Andrea Hairston and Vandana Singh are reliably excellent, and it was an unusual pleasure to hear from the Antipodes: I got to do a panel with Gillian Pollack, sitting 16 hours closer to the end of this administration, on a bright midsummer afternoon.
My part in "Traditional Ballad Bingo" was modest: I was charged with finding the valuable virtual prizes, and was inspired to raid the MMA for trophies.
Late Saturday evening, I did "Through the Door: The Appeal of Portal Stories" with Kathryn Sullivan, M. Dalto, and Gillian Pollack (sadly, Genevieve Iseult Eldredge couldn't make it).
Here's the pitch I wrote for it:
"Many of us begin with Alice. There the longing for the wonders of another world—just down the rabbit hole, just through the looking glass—is offset by the terrors: balanced, like the face/vase paradox, figure and ground. Which way am I going anyway? How far do I want to be lost? Other children start with Narnia or Neverland, which add to the wonders and terrors, seductions and punishments: Pan entices; Susan is disbarred.
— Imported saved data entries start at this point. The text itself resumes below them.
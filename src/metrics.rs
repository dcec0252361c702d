//! Per-run counters.
//!
//! Thread-safe atomic counters owned by one SnapshotRun (no process globals):
//! - outcomes: new / match / mismatch / failed_io (+ how many mismatches were applied in update mode)
//! - orphans: found / pruned
//! - files: written / removed / unchanged

use std::sync::atomic::{AtomicU64, Ordering};

use crate::engine::Outcome;
use crate::store::FlushOutcome;

#[derive(Debug, Default)]
pub struct RunMetrics {
    new: AtomicU64,
    matched: AtomicU64,
    mismatched: AtomicU64,
    updated: AtomicU64,
    failed_io: AtomicU64,

    orphans_found: AtomicU64,
    orphans_pruned: AtomicU64,

    files_written: AtomicU64,
    files_removed: AtomicU64,
    files_unchanged: AtomicU64,
}

#[derive(Debug, Clone, Default, PartialEq, Eq)]
pub struct MetricsSnapshot {
    pub new: u64,
    pub matched: u64,
    pub mismatched: u64,
    pub updated: u64,
    pub failed_io: u64,

    pub orphans_found: u64,
    pub orphans_pruned: u64,

    pub files_written: u64,
    pub files_removed: u64,
    pub files_unchanged: u64,
}

impl MetricsSnapshot {
    pub fn total_checks(&self) -> u64 {
        self.new + self.matched + self.mismatched + self.failed_io
    }
}

impl RunMetrics {
    pub fn record_outcome(&self, outcome: Outcome, updated: bool) {
        let c = match outcome {
            Outcome::New => &self.new,
            Outcome::Match => &self.matched,
            Outcome::Mismatch => &self.mismatched,
            Outcome::FailedIo => &self.failed_io,
        };
        c.fetch_add(1, Ordering::Relaxed);
        if updated {
            self.updated.fetch_add(1, Ordering::Relaxed);
        }
    }

    pub fn record_orphans(&self, found: usize, pruned: usize) {
        self.orphans_found.fetch_add(found as u64, Ordering::Relaxed);
        self.orphans_pruned.fetch_add(pruned as u64, Ordering::Relaxed);
    }

    pub fn record_flush(&self, outcome: FlushOutcome) {
        let c = match outcome {
            FlushOutcome::Written(_) => &self.files_written,
            FlushOutcome::Removed => &self.files_removed,
            FlushOutcome::Unchanged => &self.files_unchanged,
        };
        c.fetch_add(1, Ordering::Relaxed);
    }

    pub fn snapshot(&self) -> MetricsSnapshot {
        MetricsSnapshot {
            new: self.new.load(Ordering::Relaxed),
            matched: self.matched.load(Ordering::Relaxed),
            mismatched: self.mismatched.load(Ordering::Relaxed),
            updated: self.updated.load(Ordering::Relaxed),
            failed_io: self.failed_io.load(Ordering::Relaxed),

            orphans_found: self.orphans_found.load(Ordering::Relaxed),
            orphans_pruned: self.orphans_pruned.load(Ordering::Relaxed),

            files_written: self.files_written.load(Ordering::Relaxed),
            files_removed: self.files_removed.load(Ordering::Relaxed),
            files_unchanged: self.files_unchanged.load(Ordering::Relaxed),
        }
    }

    pub fn reset(&self) {
        self.new.store(0, Ordering::Relaxed);
        self.matched.store(0, Ordering::Relaxed);
        self.mismatched.store(0, Ordering::Relaxed);
        self.updated.store(0, Ordering::Relaxed);
        self.failed_io.store(0, Ordering::Relaxed);

        self.orphans_found.store(0, Ordering::Relaxed);
        self.orphans_pruned.store(0, Ordering::Relaxed);

        self.files_written.store(0, Ordering::Relaxed);
        self.files_removed.store(0, Ordering::Relaxed);
        self.files_unchanged.store(0, Ordering::Relaxed);
    }
}
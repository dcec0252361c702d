#![allow(non_snake_case)]

// Ядро: ключи, формат файла, хранилище, движок сравнения
pub mod key;
pub mod codec;
pub mod store;
pub mod engine;

// Контекст теста и агрегатор прогона
pub mod context;
pub mod run;

// Подключаемые стратегии
pub mod serializer;
pub mod comparator;
pub mod reporter;
pub mod strategy;

// Окружение: ошибки, конфиг, счётчики, CLI
pub mod error;
pub mod config;
pub mod metrics;
pub mod cli;

// Удобные реэкспорты
pub use config::{SnapshotConfig, SnapshotConfigBuilder};
pub use context::Expect;
pub use engine::{MatchEngine, MatchRequest, Outcome, RunRecord};
pub use error::{RunError, SnapResult, SnapshotError};
pub use key::{SnapshotKey, TestId};
pub use run::{OrphanReport, RunSummary, SnapshotRun};
pub use store::{FlushOutcome, SnapshotFile, SnapshotStore};

pub use comparator::{JsonComparator, PlainTextComparator, SnapshotComparator};
pub use reporter::{CollectingReporter, PlainTextReporter, SnapshotReporter};
pub use serializer::{Base64Serializer, JsonSerializer, SnapshotSerializer, ToStringSerializer};
pub use strategy::{StrategyContext, StrategyRegistry};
You lose a world by growing up. ('Leave off at seven'?) The Little White Horse is far gentler: even the exiles from this lovely little inner world get to keep its gate until they’re welcome in again, and even the baddies are embraced its in circle. For the hobbits, The Lord of the Rings is a portal story: we step over the threshold in their company, into an older, far darker and more glorious world than they knew. Then there are all those worlds mocked as tourist traps by Diana Wynne Jones in her brilliant Tough Guide to Fantasyland; then looked at from the flip side in The Dark Lord of Derkholm as eco-magical wastelands ravaged by corporate greed. My first book, Moonwise, is a portal fantasy. I had no idea where I was going with it when I started, only that I wanted in."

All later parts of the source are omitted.